The system shuts down, entrapping me in the same circle of whining. Cautions keep me trapped in my greatest fear: if I defend myself, would I survive the wrath of the gods? Every day, I wake up and walk hand in hand with this dilemma.
Things have never been alright at this new job I took in 2022. It was too good to be true because it had everything: the money, the time, the challenge, the idea to change the world and bring my set of skills to a new level... but I locked myself in this sweet deal, just like in my marriage, for the love of stability plus the money and vacation. But I gave up myself, my mental health, and my joy.
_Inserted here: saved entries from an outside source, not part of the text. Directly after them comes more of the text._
//! mathexpr - an embeddable formula language
//!
//! Formulas are parsed into an AST and evaluated by a tree-walking
//! [`Interpreter`] over multi-type [`Value`]s. The numeric subset can also be
//! compiled to a [`Program`] and run on a small stack VM.

pub mod token;
pub mod lexer;
pub mod parser;
pub mod ast;
pub mod value;
pub mod environment;
pub mod interpreter;
pub mod builtins;
pub mod config;
pub mod error;
pub mod bytecode;
pub mod compiler;
pub mod vm;
mod stack;

use std::sync::Once;

pub use ast::Node;
pub use bytecode::Program;
pub use config::{Config, ConfigError};
pub use environment::{HostVar, SimpleCtxFn, SimpleFn, SimpleFns};
pub use error::{ErrorCategory, ErrorKind, MathError, Result};
pub use interpreter::Interpreter;
pub use lexer::Lexer;
pub use parser::{parse, Parser};
pub use value::Value;

/// Evaluates `source` on a fresh interpreter with the default catalog.
/// Returns the first recorded error, if any.
pub fn evaluate(source: &str) -> Result<Value> {
    let mut interp = Interpreter::new();
    let value = interp.evaluate(source);
    match interp.first_error() {
        Some(error) => Err(error.clone()),
        None => Ok(value),
    }
}

static TRACING_INIT: Once = Once::new();

/// Installs a `tracing` subscriber filtered by `RUST_LOG`. Does nothing when
/// `RUST_LOG` is unset; later calls are ignored.
pub fn init_tracing() {
    TRACING_INIT.call_once(|| {
        use tracing_subscriber::{fmt, prelude::*, EnvFilter};

        if std::env::var("RUST_LOG").is_ok() {
            tracing_subscriber::registry()
                .with(fmt::layer().with_target(true).with_writer(std::io::stderr))
                .with(EnvFilter::from_default_env())
                .init();
        }
    });
}

/// Version of the mathexpr crate
pub const VERSION: &str = env!("CARGO_PKG_VERSION");
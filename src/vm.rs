//! Stack-based virtual machine for compiled formulas
//!
//! Executes a [`Program`] over an `f64` stack and a heap of numbered slots.
//! Bools are 1 and 0; any non-zero value counts as true. The integer and
//! modulo operators share their kernels with [`Value`](crate::Value) so both
//! backends give the same numbers.

use crate::bytecode::{Instruction, Program};
use crate::config::Config;
use crate::error::{ErrorKind, MathError, Result};
use crate::interpreter::Interpreter;
use crate::value::{bit_and, bit_not, bit_or, int_mod, Value};

fn flag(b: bool) -> f64 {
    if b {
        1.0
    } else {
        0.0
    }
}

fn truthy(x: f64) -> bool {
    x != 0.0
}

/// The virtual machine. One instance can run many programs.
pub struct Vm {
    stack: Vec<f64>,
    heap: Vec<f64>,
    stack_limit: usize,
    initial_heap: usize,
}

impl Vm {
    pub fn new(config: &Config) -> Self {
        Self {
            stack: Vec::with_capacity(config.vm_stack_limit.min(256)),
            heap: Vec::new(),
            stack_limit: config.vm_stack_limit,
            initial_heap: config.vm_initial_heap,
        }
    }

    /// Runs `program` and returns the number left on top of the stack.
    /// `interp` serves calls that need full dispatch.
    pub fn run(&mut self, program: &Program, interp: &mut Interpreter) -> Result<f64> {
        self.stack.clear();
        self.heap.clear();
        self.heap.resize(program.heap_size.max(self.initial_heap), f64::NAN);

        self.execute(program, interp)?;
        self.stack.last().copied().ok_or_else(|| ErrorKind::EmptyResult.into())
    }

    fn execute(&mut self, program: &Program, interp: &mut Interpreter) -> Result<()> {
        let code = &program.code;
        let mut pc = 0;

        while pc < code.len() {
            let instruction = &code[pc];
            tracing::trace!(pc, ?instruction, depth = self.stack.len(), "step");

            match instruction {
                Instruction::Constant(value) => self.push(*value)?,

                Instruction::VarRead(cell) => self.push(cell.get())?,
                Instruction::VarWrite(cell) => {
                    let value = self.pop()?;
                    cell.set(value);
                }
                Instruction::HeapRead(slot) => {
                    let value = self.heap.get(*slot).copied().unwrap_or(f64::NAN);
                    self.push(value)?;
                }
                Instruction::HeapWrite(slot) => {
                    let value = self.pop()?;
                    if *slot >= self.heap.len() {
                        self.heap.resize(*slot + 1, f64::NAN);
                    }
                    self.heap[*slot] = value;
                }

                Instruction::Add => self.binary_op(|a, b| a + b)?,
                Instruction::Sub => self.binary_op(|a, b| a - b)?,
                Instruction::Mul => self.binary_op(|a, b| a * b)?,
                Instruction::Div => self.binary_op(|a, b| a / b)?,
                Instruction::Mod => self.binary_op(int_mod)?,
                Instruction::Pow => self.binary_op(f64::powf)?,
                Instruction::BitAnd => self.binary_op(bit_and)?,
                Instruction::BitOr => self.binary_op(bit_or)?,
                Instruction::BitNot => self.unary_op(bit_not)?,
                Instruction::Neg => self.unary_op(|a| -a)?,

                Instruction::Not => self.unary_op(|a| flag(!truthy(a)))?,
                Instruction::And => self.logical_op(|a, b| a && b)?,
                Instruction::Or => self.logical_op(|a, b| a || b)?,
                Instruction::Xor => self.logical_op(|a, b| a != b)?,
                Instruction::Nor => self.logical_op(|a, b| !(a || b))?,
                Instruction::Nand => self.logical_op(|a, b| !(a && b))?,
                Instruction::Eq => self.comparison_op(|a, b| a == b)?,
                Instruction::Ne => self.comparison_op(|a, b| a != b)?,
                Instruction::Lt => self.comparison_op(|a, b| a < b)?,
                Instruction::Gt => self.comparison_op(|a, b| a > b)?,
                Instruction::Le => self.comparison_op(|a, b| a <= b)?,
                Instruction::Ge => self.comparison_op(|a, b| a >= b)?,

                Instruction::Dup => {
                    let top = self.peek()?;
                    self.push(top)?;
                }
                Instruction::Pop => {
                    self.pop()?;
                }

                Instruction::JumpRel(offset) => {
                    pc = jump_target(pc, *offset, code.len())?;
                    continue;
                }
                Instruction::JumpCondRel(offset) => {
                    if truthy(self.pop()?) {
                        pc = jump_target(pc, *offset, code.len())?;
                        continue;
                    }
                }

                Instruction::CallSimple(f) => {
                    let args = self.pop_args(f.arity())?;
                    self.push(f.call(&args))?;
                }
                Instruction::CallSimpleCtx(f) => {
                    let args = self.pop_args(f.arity())?;
                    let result = f.call(interp, &args);
                    self.push(result)?;
                }
                Instruction::CallResult { name, arity } => {
                    let args = self.pop_args(*arity)?.into_iter().map(Value::Double).collect();
                    let result = match interp.call_function(name, args) {
                        Value::Double(d) => d,
                        Value::Bool(b) => flag(b),
                        other => {
                            return Err(ErrorKind::FunctionResultType {
                                name: name.clone(),
                                found: other.type_name(),
                            }
                            .into())
                        }
                    };
                    self.push(result)?;
                }
            }

            pc += 1;
        }

        Ok(())
    }

    fn binary_op(&mut self, op: impl Fn(f64, f64) -> f64) -> Result<()> {
        let b = self.pop()?;
        let a = self.pop()?;
        self.push(op(a, b))
    }

    fn unary_op(&mut self, op: impl Fn(f64) -> f64) -> Result<()> {
        let a = self.pop()?;
        self.push(op(a))
    }

    fn logical_op(&mut self, op: impl Fn(bool, bool) -> bool) -> Result<()> {
        self.binary_op(|a, b| flag(op(truthy(a), truthy(b))))
    }

    fn comparison_op(&mut self, op: impl Fn(f64, f64) -> bool) -> Result<()> {
        self.binary_op(|a, b| flag(op(a, b)))
    }

    // ==================== Helpers ====================

    fn push(&mut self, value: f64) -> Result<()> {
        if self.stack.len() >= self.stack_limit {
            return Err(ErrorKind::StackOverflow.into());
        }
        self.stack.push(value);
        Ok(())
    }

    fn pop(&mut self) -> Result<f64> {
        self.stack.pop().ok_or_else(|| MathError::from(ErrorKind::StackUnderflow))
    }

    fn peek(&self) -> Result<f64> {
        self.stack.last().copied().ok_or_else(|| MathError::from(ErrorKind::StackUnderflow))
    }

    /// The top `n` values, deepest first
    fn pop_args(&mut self, n: usize) -> Result<Vec<f64>> {
        if self.stack.len() < n {
            return Err(ErrorKind::StackUnderflow.into());
        }
        Ok(self.stack.split_off(self.stack.len() - n))
    }
}

/// Landing address of a jump at `pc`. The end of the program is a valid
/// target.
fn jump_target(pc: usize, offset: isize, len: usize) -> Result<usize> {
    pc.checked_add_signed(offset)
        .filter(|&target| target <= len)
        .ok_or_else(|| ErrorKind::InvalidJump(pc).into())
}
//! Parser for mathexpr
//!
//! A recursive descent parser that pulls tokens from the lexer on demand and
//! builds the AST. Syntax errors are recorded and replaced by
//! [`Node::Invalid`]; parsing always runs to the end of the input. Only the
//! first error of a statement is reported, the rest of that statement is
//! skipped up to the next `;`.
//!
//! Precedence, loosest first:
//!
//! ```text
//! logical_expr   or || xor nor
//! logical_term   and && nand
//! comparison     == != < > <= >=
//! math_expr      + - | bor
//! math_term      * / % & band
//! unary          - + ! not ~
//! vector_primary a:b a:d:b
//! primary_op     ^ [index] .member   (left to right)
//! primary
//! ```
//!
//! The depth of the tree is bounded. Every nested expression, prefix
//! operator and link of an operator chain counts one level; past the limit
//! the statement fails with [`ErrorKind::NestingTooDeep`].

use std::rc::Rc;

use crate::ast::{BinaryOp, CompareOp, LogicalOp, LoopKind, LoopSource, Node, UnaryOp};
use crate::error::{ErrorKind, MathError};
use crate::lexer::Lexer;
use crate::stack::ensure_sufficient_stack;
use crate::token::{Span, Token, TokenKind};

/// Tree depth accepted by [`parse`]
pub const DEFAULT_MAX_DEPTH: usize = 1000;

/// Parses `source`, returning the tree and every error found.
pub fn parse(source: &str) -> (Node, Vec<MathError>) {
    let mut parser = Parser::new(source);
    let node = parser.parse();
    (node, parser.take_errors())
}

/// The parser state
pub struct Parser<'a> {
    lexer: Lexer<'a>,
    current: Token,
    errors: Vec<MathError>,
    /// Set after the first error of a statement; silences follow-up errors
    panicking: bool,
    depth: usize,
    max_depth: usize,
}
What have I lost? How about myself, respect? Add to this my creativity and the courage to shut up." Boss, you begged me to apply for this company. How about you let me do my job, for once? And provide me with access to the right people at the right time?"
I want to free myself from this web of negativity. If I am going to do this, it's a big deal. Why am I selling myself short? What have I lost during this transition? How about my soul and self-respect? I feel like a puppet in a shadow theatre. I lean in and sometimes forget to breathe.
Just crying about it on a page won't change anything. Simply praying to God for a miracle won't help unless I align my path with His will. What do I have to lose? For starters, the ability to live in this country... or wait a minute, I have been in this situation before. So, it's time to restart and engage. I need to look elsewhere or activate my defence mechanism. So here's to you, Mister. I'm not scared anymore. I won't run but will learn to stand on two feet and be myself again. Cheers to that, and thank you for the lesson!
Sorry for yesterday I wrote this in the bus with no glasses, so it was unfinished and had lots of mistakes. Thank you for your patience with my rant.